§ Exercise brief: Starting at the top of the entries below, print each line exactly until the line with "The index-level state" has been printed too.

§ The data:

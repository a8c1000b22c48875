//! Sharded in-memory index of run results.
//!
//! Fingerprints are partitioned across shards by `test_hash % shards`; each
//! shard owns a [`TestRegistry`] and a [`ResultStore`]. The index-level state
//! (resident runs, in-flight loads) sits behind one `RwLock` that is held for
//! writing while a loaded run is published to every shard, and for reading
//! while a query binds. A bind therefore sees either all of a run or none
//! of it.

use std::collections::{HashMap, HashSet};
use std::sync::{Arc, PoisonError, RwLock};

use crate::error::{Error, Result};
use crate::filter::{Filter, Plan, ShardFilter};
use crate::query::ConcreteQuery;
use crate::registry::{TestFingerprint, TestRegistry, compute_fingerprint};
use crate::report::{ReportLoader, TestResultsReport};
use crate::results::{ResultStore, RunResults};
use crate::run::{RunId, TestRun};
use crate::status::TestStatus;

/// Notified after the index changes. Callbacks run outside the index locks.
pub trait IndexObserver: Send + Sync {
    fn on_ingested(&self, _run: &TestRun) {}
    fn on_evicted(&self, _runs: &[RunId]) {}
}

#[repr(align(128))]
struct Shard {
    registry: Arc<RwLock<TestRegistry>>,
    results: RwLock<ResultStore>,
}

impl Shard {
    fn new() -> Self {
        Self {
            registry: Arc::new(RwLock::new(TestRegistry::new())),
            results: RwLock::new(ResultStore::new()),
        }
    }
}

impl std::fmt::Debug for Shard {
    fn fmt(&self, f: &mut std::fmt::Formatter<'_>) -> std::fmt::Result {
        let tests = self
            .registry
            .read()
            .unwrap_or_else(PoisonError::into_inner)
            .len();
        let runs = self
            .results
            .read()
            .unwrap_or_else(PoisonError::into_inner)
            .len();
        f.debug_struct("Shard")
            .field("tests", &tests)
            .field("runs", &runs)
            .finish()
    }
}

#[derive(Debug, Default)]
struct IndexState {
    runs: HashMap<RunId, TestRun>,
    in_flight: HashSet<RunId>,
}

/// One fingerprint's data staged for a shard.
struct Staged<'r> {
    name: &'r str,
    subtest: Option<&'r str>,
    status: TestStatus,
}

/// Sharded index over resident runs.
pub struct ShardedIndex {
    loader: Arc<dyn ReportLoader>,
    shards: Box<[Shard]>,
    state: RwLock<IndexState>,
    observers: RwLock<Vec<Arc<dyn IndexObserver>>>,
}

impl std::fmt::Debug for ShardedIndex {
    fn fmt(&self, f: &mut std::fmt::Formatter<'_>) -> std::fmt::Result {
        f.debug_struct("ShardedIndex")
            .field("shards", &self.shards)
            .field("runs", &self.len())
            .finish_non_exhaustive()
    }
}

/// Clears a run's in-flight mark when ingestion ends, however it ends.
struct InFlightGuard<'a> {
    index: &'a ShardedIndex,
    run: RunId,
}

impl Drop for InFlightGuard<'_> {
    fn drop(&mut self) {
        self.index.write_state().in_flight.remove(&self.run);
    }
}

impl ShardedIndex {
    /// Create an index with `shards` partitions.
    pub fn new(loader: Arc<dyn ReportLoader>, shards: usize) -> Result<Self> {
        if shards == 0 {
            return Err(Error::SomeShardsRequired);
        }
        Ok(Self {
            loader,
            shards: (0..shards).map(|_| Shard::new()).collect(),
            state: RwLock::new(IndexState::default()),
            observers: RwLock::new(Vec::new()),
        })
    }

    #[must_use]
    pub fn shard_count(&self) -> usize {
        self.shards.len()
    }

    /// Number of resident runs.
    #[must_use]
    pub fn len(&self) -> usize {
        self.read_state().runs.len()
    }

    #[must_use]
    pub fn is_empty(&self) -> bool {
        self.read_state().runs.is_empty()
    }

    /// Number of distinct fingerprints ever ingested.
    #[must_use]
    pub fn fingerprint_count(&self) -> usize {
        self.shards
            .iter()
            .map(|shard| {
                shard
                    .registry
                    .read()
                    .unwrap_or_else(PoisonError::into_inner)
                    .len()
            })
            .sum()
    }

    pub fn add_observer(&self, observer: Arc<dyn IndexObserver>) {
        self.observers
            .write()
            .unwrap_or_else(PoisonError::into_inner)
            .push(observer);
    }

    /// Unregisters an observer added with [`add_observer`](Self::add_observer).
    /// Returns whether it was registered.
    pub fn remove_observer(&self, observer: &Arc<dyn IndexObserver>) -> bool {
        let mut observers = self
            .observers
            .write()
            .unwrap_or_else(PoisonError::into_inner);
        let before = observers.len();
        observers.retain(|existing| !Arc::ptr_eq(existing, observer));
        observers.len() != before
    }

    fn observers(&self) -> Vec<Arc<dyn IndexObserver>> {
        self.observers
            .read()
            .unwrap_or_else(PoisonError::into_inner)
            .clone()
    }

    fn read_state(&self) -> std::sync::RwLockReadGuard<'_, IndexState> {
        self.state.read().unwrap_or_else(PoisonError::into_inner)
    }

    fn write_state(&self) -> std::sync::RwLockWriteGuard<'_, IndexState> {
        self.state.write().unwrap_or_else(PoisonError::into_inner)
    }

    // -------------------------------------------------------------------------
    // Run metadata
    // -------------------------------------------------------------------------

    /// Metadata for a resident run.
    pub fn run(&self, id: RunId) -> Result<TestRun> {
        self.read_state()
            .runs
            .get(&id)
            .cloned()
            .ok_or(Error::UnknownRun(id))
    }

    /// Metadata for several resident runs, in request order. Fails on the
    /// first id that is not resident.
    pub fn runs(&self, ids: &[RunId]) -> Result<Vec<TestRun>> {
        let state = self.read_state();
        ids.iter()
            .map(|id| state.runs.get(id).cloned().ok_or(Error::UnknownRun(*id)))
            .collect()
    }

    /// Splits `ids` into resident runs and ids that still need loading.
    #[must_use]
    pub fn split_resident(&self, ids: &[RunId]) -> (Vec<TestRun>, Vec<RunId>) {
        let state = self.read_state();
        let mut resident = Vec::new();
        let mut missing = Vec::new();
        for id in ids {
            match state.runs.get(id) {
                Some(run) => resident.push(run.clone()),
                None => missing.push(*id),
            }
        }
        (resident, missing)
    }

    /// Every resident run, newest first.
    #[must_use]
    pub fn resident_runs(&self) -> Vec<TestRun> {
        let mut runs: Vec<TestRun> = self.read_state().runs.values().cloned().collect();
        runs.sort_by(|a, b| b.time_start.cmp(&a.time_start).then(b.id.cmp(&a.id)));
        runs
    }

    // -------------------------------------------------------------------------
    // Ingestion
    // -------------------------------------------------------------------------

    /// Loads `run`'s report and publishes its results.
    ///
    /// Fails with [`Error::RunExists`] when the run is resident and
    /// [`Error::RunLoading`] when another caller is loading it. Nothing is
    /// visible to [`bind`](Self::bind) until the whole run is stored.
    pub async fn ingest_run(&self, run: TestRun) -> Result<()> {
        if run.id.is_nil() {
            return Err(Error::NilRun);
        }
        let _in_flight = self.mark_in_flight(run.id)?;

        let report = self.loader.load(&run).await?;
        let staged = self.stage(&report)?;
        let fingerprints: usize = staged.iter().map(HashMap::len).sum();
        self.store(&run, staged)?;

        tracing::info!(
            run_id = %run.id,
            browser = %run.browser_name,
            tests = report.results.len(),
            fingerprints,
            "Ingested run"
        );
        for observer in self.observers() {
            observer.on_ingested(&run);
        }
        Ok(())
    }

    fn mark_in_flight(&self, id: RunId) -> Result<InFlightGuard<'_>> {
        let mut state = self.write_state();
        if state.runs.contains_key(&id) {
            return Err(Error::RunExists(id));
        }
        if !state.in_flight.insert(id) {
            return Err(Error::RunLoading(id));
        }
        Ok(InFlightGuard {
            index: self,
            run: id,
        })
    }

    /// Computes fingerprints and groups the report's results by shard.
    fn stage<'r>(
        &self,
        report: &'r TestResultsReport,
    ) -> Result<Vec<HashMap<TestFingerprint, Staged<'r>>>> {
        let shard_count = self.shards.len();
        let mut staged: Vec<HashMap<TestFingerprint, Staged<'r>>> =
            (0..shard_count).map(|_| HashMap::new()).collect();

        for result in &report.results {
            let test = compute_fingerprint(&result.test, None)?;
            let shard = &mut staged[test.shard(shard_count)];
            shard.insert(
                test,
                Staged {
                    name: &result.test,
                    subtest: None,
                    status: result.status,
                },
            );

            let mut seen = HashSet::with_capacity(result.subtests.len());
            for sub in &result.subtests {
                if !seen.insert(sub.name.as_str()) {
                    tracing::warn!(
                        test = %result.test,
                        subtest = %sub.name,
                        "Duplicate subtests with the same name"
                    );
                    continue;
                }
                let fingerprint = compute_fingerprint(&result.test, Some(&sub.name))?;
                shard.insert(
                    fingerprint,
                    Staged {
                        name: &result.test,
                        subtest: Some(&sub.name),
                        status: sub.status,
                    },
                );
            }
        }
        Ok(staged)
    }

    fn store(&self, run: &TestRun, staged: Vec<HashMap<TestFingerprint, Staged<'_>>>) -> Result<()> {
        let mut state = self.write_state();
        if state.runs.contains_key(&run.id) {
            return Err(Error::RunExists(run.id));
        }
        for (shard, data) in self.shards.iter().zip(staged) {
            let mut registry = shard.registry.write().unwrap_or_else(PoisonError::into_inner);
            let mut results = RunResults::new();
            for (fingerprint, entry) in data {
                registry.insert(fingerprint, entry.name, entry.subtest);
                results.insert(fingerprint, entry.status);
            }
            shard
                .results
                .write()
                .unwrap_or_else(PoisonError::into_inner)
                .add(run.id, results)?;
        }
        state.runs.insert(run.id, run.clone());
        Ok(())
    }

    // -------------------------------------------------------------------------
    // Eviction
    // -------------------------------------------------------------------------

    /// Evicts the oldest `fraction` of resident runs, at least one.
    ///
    /// `fraction` is clamped to `[0, 1]`; NaN counts as 0. An empty index
    /// evicts nothing and reports 0.
    pub fn evict_runs(&self, fraction: f64) -> Result<usize> {
        let fraction = if fraction.is_nan() {
            0.0
        } else {
            fraction.clamp(0.0, 1.0)
        };
        let evicted = {
            let mut state = self.write_state();
            let resident = state.runs.len();
            if resident == 0 {
                return Ok(0);
            }
            #[allow(
                clippy::cast_possible_truncation,
                clippy::cast_sign_loss,
                clippy::cast_precision_loss
            )]
            let count = ((resident as f64 * fraction).floor() as usize).max(1);
            self.evict_oldest(&mut state, count)?
        };
        self.notify_evicted(&evicted);
        Ok(evicted.len())
    }

    /// Evicts exactly the oldest resident run.
    pub fn evict_any_run(&self) -> Result<RunId> {
        let evicted = {
            let mut state = self.write_state();
            if state.runs.is_empty() {
                return Err(Error::NoRuns);
            }
            self.evict_oldest(&mut state, 1)?
        };
        self.notify_evicted(&evicted);
        evicted.first().copied().ok_or(Error::NoRuns)
    }

    fn evict_oldest(&self, state: &mut IndexState, count: usize) -> Result<Vec<RunId>> {
        let mut by_age: Vec<&TestRun> = state.runs.values().collect();
        by_age.sort_by(|a, b| a.time_start.cmp(&b.time_start).then(a.id.cmp(&b.id)));
        let victims: Vec<RunId> = by_age.iter().take(count).map(|run| run.id).collect();

        for shard in &*self.shards {
            let mut results = shard.results.write().unwrap_or_else(PoisonError::into_inner);
            for id in &victims {
                results.remove(*id)?;
            }
        }
        for id in &victims {
            state.runs.remove(id);
        }
        Ok(victims)
    }

    fn notify_evicted(&self, evicted: &[RunId]) {
        tracing::info!(evicted = evicted.len(), runs = ?evicted, "Evicted runs");
        for observer in self.observers() {
            observer.on_evicted(evicted);
        }
    }

    // -------------------------------------------------------------------------
    // Query binding
    // -------------------------------------------------------------------------

    /// Compiles `query` over `runs` into an executable plan.
    ///
    /// Every run in `runs`, and every run the query references, must be
    /// resident at bind time.
    pub fn bind(&self, runs: &[TestRun], query: Option<&ConcreteQuery>) -> Result<Plan> {
        if runs.is_empty() {
            return Err(Error::NoRuns);
        }
        let query = query.ok_or(Error::NoQuery)?;

        let run_ids: Vec<RunId> = runs.iter().map(|run| run.id).collect();
        let state = self.read_state();
        let referenced = query.run_ids();
        if let Some(missing) = run_ids
            .iter()
            .chain(referenced.iter())
            .find(|id| !state.runs.contains_key(*id))
        {
            return Err(Error::UnknownRun(*missing));
        }

        let mut shards = Vec::with_capacity(self.shards.len());
        for shard in &*self.shards {
            let store = shard.results.read().unwrap_or_else(PoisonError::into_inner);
            let results: HashMap<RunId, Arc<RunResults>> = run_ids
                .iter()
                .chain(referenced.iter())
                .map(|id| {
                    store
                        .for_run(*id)
                        .map(|r| (*id, r))
                        .ok_or(Error::UnknownRun(*id))
                })
                .collect::<Result<_>>()?;
            let ordered: Vec<Arc<RunResults>> = run_ids
                .iter()
                .filter_map(|id| results.get(id).cloned())
                .collect();
            let filter = Filter::compile(query, &results, &ordered)?;
            shards.push(ShardFilter {
                registry: Arc::clone(&shard.registry),
                results,
                filter,
            });
        }
        drop(state);

        tracing::debug!(runs = run_ids.len(), atoms = query.size(), "Bound query plan");
        Ok(Plan::new(run_ids, shards))
    }
}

§ Written reply:
repository a8c1000b22c48875
//! Sharded in-memory index of run results.
//!
//! Fingerprints are partitioned across shards by `test_hash % shards`; each
//! shard owns a [`TestRegistry`] and a [`ResultStore`]. The index-level state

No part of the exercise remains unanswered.